Exercise objective
Set out the listing word for word. End with the line that contains "completions to DIR".

***** Records for the task *****

//! Build helpers: man pages and shell completions for `comment-markup`.

use std::fs;
use std::path::{Path, PathBuf};

use anyhow::Context;
use clap::{Parser, Subcommand};
use clap_complete::{Shell, generate_to};

#[derive(Parser)]
#[command(name = "xtask")]
struct Xtask {
    #[command(subcommand)]
    command: Task,
}

#[derive(Subcommand)]
enum Task {
    /// Write the man page to DIR
    Man {
        #[arg(long, default_value = "target/dist/man")]
        dir: PathBuf,
    },
    /// Write shell completions to DIR
    Completions {
        #[arg(long, default_value = "target/dist/completions")]
        dir: PathBuf,
    },
}

fn main() -> anyhow::Result<()> {
    match Xtask::parse().command {
        Task::Man { dir } => man(&dir),
        Task::Completions { dir } => completions(&dir),
    }
}

fn man(dir: &Path) -> anyhow::Result<()> {
    fs::create_dir_all(dir).with_context(|| format!("failed to create {}", dir.display()))?;
    let cmd = comment_markup::command();
    let path = dir.join("comment-markup.1");
    let mut buf = Vec::new();
    clap_mangen::Man::new(cmd.clone())
        .render(&mut buf)
        .context("failed to render man page")?;
    fs::write(&path, buf).with_context(|| format!("failed to write {}", path.display()))?;

    for sub in cmd.get_subcommands() {
        let path = dir.join(format!("comment-markup-{}.1", sub.get_name()));
        let mut buf = Vec::new();
        clap_mangen::Man::new(sub.clone())
            .render(&mut buf)
            .context("failed to render man page")?;
        fs::write(&path, buf).with_context(|| format!("failed to write {}", path.display()))?;
    }
    println!("man pages written to {}", dir.display());
    Ok(())
}

fn completions(dir: &Path) -> anyhow::Result<()> {
    fs::create_dir_all(dir).with_context(|| format!("failed to create {}", dir.display()))?;
    let mut cmd = comment_markup::command();
    for shell in [Shell::Bash, Shell::Zsh, Shell::Fish, Shell::PowerShell, Shell::Elvish] {
        generate_to(shell, &mut cmd, "comment-markup", dir)
            .with_context(|| format!("failed to generate {shell} completions"))?;
    }
    println!("completions written to {}", dir.display());
    Ok(())
}
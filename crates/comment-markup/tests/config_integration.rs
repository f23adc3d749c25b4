//! Configuration integration tests.
//!
//! These tests verify config discovery, format parsing, and precedence
//! from an end-to-end perspective using the compiled binary. Tests use
//! `info --json` to assert actual config values, not just process success.

use assert_cmd::Command;
use predicates::prelude::*;
use serde_json::Value;
use std::fs;
use tempfile::TempDir;

/// Returns a Command configured to run our binary.
#[allow(deprecated)]
fn cmd() -> Command {
    Command::cargo_bin(env!("CARGO_PKG_NAME")).unwrap()
}

/// Run `info --json` from a directory and parse the JSON output.
fn info_json(dir: &std::path::Path) -> Value {
    let output = cmd()
        .args(["-C", dir.to_str().unwrap(), "info", "--json"])
        .output()
        .expect("failed to run command");
    assert!(
        output.status.success(),
        "command failed: {}",
        String::from_utf8_lossy(&output.stderr)
    );
    serde_json::from_slice(&output.stdout).expect("invalid JSON output")
}

// =============================================================================
// Config File Discovery
// =============================================================================

#[test]
fn runs_without_config_file() {
    let tmp = TempDir::new().unwrap();
    let json = info_json(tmp.path());

    assert_eq!(
        json["config"]["log_level"], "info",
        "should use default log level"
    );
    assert_eq!(json["config"]["apply_styling"], true);
    assert_eq!(json["config"]["output"], "html");
    assert!(
        json["config"]["config_file"].is_null(),
        "no config file should be reported"
    );
}

#[test]
fn discovers_dotfile_config_in_current_dir() {
    let tmp = TempDir::new().unwrap();
    let config_path = tmp.path().join(".comment-markup.toml");
    fs::write(&config_path, r#"log_level = "debug""#).unwrap();

    let json = info_json(tmp.path());

    assert_eq!(json["config"]["log_level"], "debug");
    let reported = json["config"]["config_file"].as_str().unwrap();
    assert!(
        reported.ends_with(".comment-markup.toml"),
        "should report dotfile: {reported}"
    );
}

#[test]
fn discovers_regular_config_in_current_dir() {
    let tmp = TempDir::new().unwrap();
    let config_path = tmp.path().join("comment-markup.toml");
    fs::write(&config_path, r#"log_level = "warn""#).unwrap();

    let json = info_json(tmp.path());

    assert_eq!(json["config"]["log_level"], "warn");
    let reported = json["config"]["config_file"].as_str().unwrap();
    assert!(
        reported.ends_with("comment-markup.toml"),
        "should report regular config: {reported}"
    );
}

#[test]
fn discovers_config_in_parent_directory() {
    let tmp = TempDir::new().unwrap();
    let sub_dir = tmp.path().join("nested").join("deep");
    fs::create_dir_all(&sub_dir).unwrap();

    // Config in root, run from nested/deep
    fs::write(tmp.path().join(".comment-markup.toml"), r#"log_level = "debug""#).unwrap();

    let json = info_json(&sub_dir);

    assert_eq!(json["config"]["log_level"], "debug");
    assert!(
        json["config"]["config_file"].as_str().is_some(),
        "should find parent config"
    );
}

#[test]
fn regular_name_overrides_dotfile() {
    let tmp = TempDir::new().unwrap();

    // Both configs exist; the regular file (higher precedence) wins
    fs::write(tmp.path().join(".comment-markup.toml"), r#"log_level = "debug""#).unwrap();
    fs::write(tmp.path().join("comment-markup.toml"), r#"log_level = "error""#).unwrap();

    let json = info_json(tmp.path());

    assert_eq!(
        json["config"]["log_level"], "error",
        "regular file should override dotfile"
    );
}

// =============================================================================
// Config Format Parsing
// =============================================================================

#[test]
fn parses_toml_config() {
    let tmp = TempDir::new().unwrap();
    fs::write(tmp.path().join(".comment-markup.toml"), r#"log_level = "warn""#).unwrap();

    let json = info_json(tmp.path());
    assert_eq!(json["config"]["log_level"], "warn");
}

#[test]
fn parses_yaml_config() {
    let tmp = TempDir::new().unwrap();
    fs::write(
        tmp.path().join(".comment-markup.yaml"),
        "log_level: warn\napply_styling: false\n",
    )
    .unwrap();

    let json = info_json(tmp.path());
    assert_eq!(json["config"]["log_level"], "warn");
    assert_eq!(json["config"]["apply_styling"], false);
}

#[test]
fn parses_yml_config() {
    let tmp = TempDir::new().unwrap();
    fs::write(tmp.path().join(".comment-markup.yml"), "log_level: debug\n").unwrap();

    let json = info_json(tmp.path());
    assert_eq!(json["config"]["log_level"], "debug");
}

#[test]
fn parses_json_config() {
    let tmp = TempDir::new().unwrap();
    fs::write(
        tmp.path().join(".comment-markup.json"),
        r#"{"log_level": "error", "output": "terminal", "max_input_bytes": 2048}"#,
    )
    .unwrap();

    let json = info_json(tmp.path());
    assert_eq!(json["config"]["log_level"], "error");
    assert_eq!(json["config"]["output"], "terminal");
    assert_eq!(json["config"]["max_input_bytes"], 2048);
}

// =============================================================================
// Config Precedence
// =============================================================================

#[test]
fn closer_config_takes_precedence() {
    let tmp = TempDir::new().unwrap();
    let sub_dir = tmp.path().join("project");
    fs::create_dir_all(&sub_dir).unwrap();

    // Parent config (error) vs child config (debug); the child wins
    fs::write(tmp.path().join(".comment-markup.toml"), r#"log_level = "error""#).unwrap();
    fs::write(sub_dir.join(".comment-markup.toml"), r#"log_level = "debug""#).unwrap();

    let json = info_json(&sub_dir);

    assert_eq!(
        json["config"]["log_level"], "debug",
        "closer config should win"
    );
}

#[test]
fn later_extension_overrides_earlier_in_same_directory() {
    let tmp = TempDir::new().unwrap();

    // Both dotfiles exist; YAML merges after TOML, so it wins
    fs::write(tmp.path().join(".comment-markup.toml"), r#"log_level = "debug""#).unwrap();
    fs::write(tmp.path().join(".comment-markup.yaml"), "log_level: error\n").unwrap();

    let json = info_json(tmp.path());
    assert_eq!(
        json["config"]["log_level"], "error",
        "later extension (YAML) should override earlier (TOML) in merge"
    );
}

#[test]
fn explicit_config_overrides_discovered() {
    let tmp = TempDir::new().unwrap();

    // Project config sets debug
    fs::write(tmp.path().join(".comment-markup.toml"), r#"log_level = "debug""#).unwrap();

    // Explicit config sets error
    let explicit = tmp.path().join("override.toml");
    fs::write(&explicit, r#"log_level = "error""#).unwrap();

    let output = cmd()
        .args([
            "-C",
            tmp.path().to_str().unwrap(),
            "--config",
            explicit.to_str().unwrap(),
            "info",
            "--json",
        ])
        .output()
        .expect("failed to run command");
    assert!(output.status.success());

    let json: Value = serde_json::from_slice(&output.stdout).unwrap();
    assert_eq!(
        json["config"]["log_level"], "error",
        "--config should override discovered config"
    );
    let reported = json["config"]["config_file"].as_str().unwrap();
    assert!(
        reported.ends_with("override.toml"),
        "--config path should be reported: {reported}"
    );
}

// =============================================================================
// Error Cases
// =============================================================================

#[test]
fn invalid_toml_config_shows_error() {
    let tmp = TempDir::new().unwrap();
    fs::write(
        tmp.path().join(".comment-markup.toml"),
        "this is not valid toml [[[",
    )
    .unwrap();

    cmd()
        .args(["-C", tmp.path().to_str().unwrap(), "info"])
        .assert()
        .failure()
        .stderr(predicate::str::contains("configuration").or(predicate::str::contains("config")));
}

#[test]
fn invalid_yaml_config_shows_error() {
    let tmp = TempDir::new().unwrap();
    fs::write(
        tmp.path().join(".comment-markup.yaml"),
        "invalid:\n  yaml\n content:\n[broken",
    )
    .unwrap();

    cmd()
        .args(["-C", tmp.path().to_str().unwrap(), "info"])
        .assert()
        .failure();
}

#[test]
fn invalid_json_config_shows_error() {
    let tmp = TempDir::new().unwrap();
    fs::write(tmp.path().join(".comment-markup.json"), "{not valid json}").unwrap();

    cmd()
        .args(["-C", tmp.path().to_str().unwrap(), "info"])
        .assert()
        .failure();
}

#[test]
fn unknown_config_field_is_ignored() {
    // Figment ignores unknown fields by default with serde
    let tmp = TempDir::new().unwrap();
    fs::write(
        tmp.path().join(".comment-markup.toml"),
        "log_level = \"info\"\nunknown_field = \"should be ignored\"\nanother_unknown = 42\n",
    )
    .unwrap();

    let json = info_json(tmp.path());
    assert_eq!(json["config"]["log_level"], "info");
}

// =============================================================================
// Boundary Marker Tests
// =============================================================================

#[test]
fn git_boundary_stops_config_search() {
    let tmp = TempDir::new().unwrap();

    // Structure: /tmp/parent/.project.toml + /tmp/parent/repo/.git/ + /tmp/parent/repo/src/
    let parent = tmp.path().join("parent");
    let repo = parent.join("repo");
    let src = repo.join("src");
    fs::create_dir_all(&src).unwrap();

    // Config in parent (outside repo)
    fs::write(parent.join(".comment-markup.toml"), r#"log_level = "error""#).unwrap();

    // .git directory marks repo boundary
    fs::create_dir(repo.join(".git")).unwrap();

    // Running from src/ should NOT find parent config (stopped at .git)
    let json = info_json(&src);

    assert_eq!(
        json["config"]["log_level"], "info",
        "should use default: boundary stops search"
    );
    assert!(
        json["config"]["config_file"].is_null(),
        "should not find config beyond boundary"
    );
}

#[test]
fn config_in_same_dir_as_git_is_found() {
    let tmp = TempDir::new().unwrap();
    let repo = tmp.path().join("repo");
    let src = repo.join("src");
    fs::create_dir_all(&src).unwrap();

    // .git and config in same directory
    fs::create_dir(repo.join(".git")).unwrap();
    fs::write(repo.join(".comment-markup.toml"), r#"log_level = "debug""#).unwrap();

    // Running from src/ should find the repo config
    let json = info_json(&src);

    assert_eq!(
        json["config"]["log_level"], "debug",
        "config next to .git should be found"
    );
    assert!(
        json["config"]["config_file"].as_str().is_some(),
        "should report config file"
    );
}

// =============================================================================
// Config Applied to Formatting
// =============================================================================

#[test]
fn project_config_disables_styling() {
    let tmp = TempDir::new().unwrap();
    fs::write(tmp.path().join(".comment-markup.toml"), "apply_styling = false\n").unwrap();

    cmd()
        .args(["-C", tmp.path().to_str().unwrap(), "format"])
        .write_stdin("*kept* as is")
        .assert()
        .success()
        .stdout(predicate::str::diff("*kept* as is"));
}

#[test]
fn styling_flag_overrides_project_config() {
    let tmp = TempDir::new().unwrap();
    fs::write(tmp.path().join(".comment-markup.toml"), "apply_styling = false\n").unwrap();

    cmd()
        .args(["-C", tmp.path().to_str().unwrap(), "format", "--styling"])
        .write_stdin("*bold* move")
        .assert()
        .success()
        .stdout(predicate::str::diff("<p><em>bold</em> move</p>\n"));
}

#[test]
fn env_var_overrides_project_config() {
    let tmp = TempDir::new().unwrap();
    fs::write(tmp.path().join(".comment-markup.toml"), "apply_styling = true\n").unwrap();

    let output = cmd()
        .env("COMMENT_MARKUP_APPLY_STYLING", "false")
        .args(["-C", tmp.path().to_str().unwrap(), "info", "--json"])
        .output()
        .expect("failed to run command");
    assert!(output.status.success());

    let json: Value = serde_json::from_slice(&output.stdout).unwrap();
    assert_eq!(json["config"]["apply_styling"], false);
}

#[test]
fn configured_input_limit_rejects_large_body() {
    let tmp = TempDir::new().unwrap();
    fs::write(tmp.path().join(".comment-markup.toml"), "max_input_bytes = 8\n").unwrap();
    let body = tmp.path().join("body.txt");
    fs::write(&body, "this body is too long").unwrap();

    cmd()
        .args([
            "-C",
            tmp.path().to_str().unwrap(),
            "format",
            body.to_str().unwrap(),
        ])
        .assert()
        .failure()
        .stderr(predicate::str::contains("input too large"));
}

#[test]
fn disabled_input_limit_accepts_large_body() {
    let tmp = TempDir::new().unwrap();
    fs::write(
        tmp.path().join(".comment-markup.toml"),
        "max_input_bytes = 8\ndisable_input_limit = true\n",
    )
    .unwrap();

    cmd()
        .args(["-C", tmp.path().to_str().unwrap(), "format", "-"])
        .write_stdin("this body is long but allowed")
        .assert()
        .success()
        .stdout(predicate::str::diff("this body is long but allowed"));
}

*****

Solution to this exercise
//! Build helpers: man pages and shell completions for `comment-markup`.

use std::fs;
use std::path::{Path, PathBuf};

use anyhow::Context;
use clap::{Parser, Subcommand};
use clap_complete::{Shell, generate_to};

#[derive(Parser)]
#[command(name = "xtask")]
struct Xtask {
    #[command(subcommand)]
    command: Task,
}

#[derive(Subcommand)]
enum Task {
    /// Write the man page to DIR
    Man {
        #[arg(long, default_value = "target/dist/man")]
        dir: PathBuf,
    },
    /// Write shell completions to DIR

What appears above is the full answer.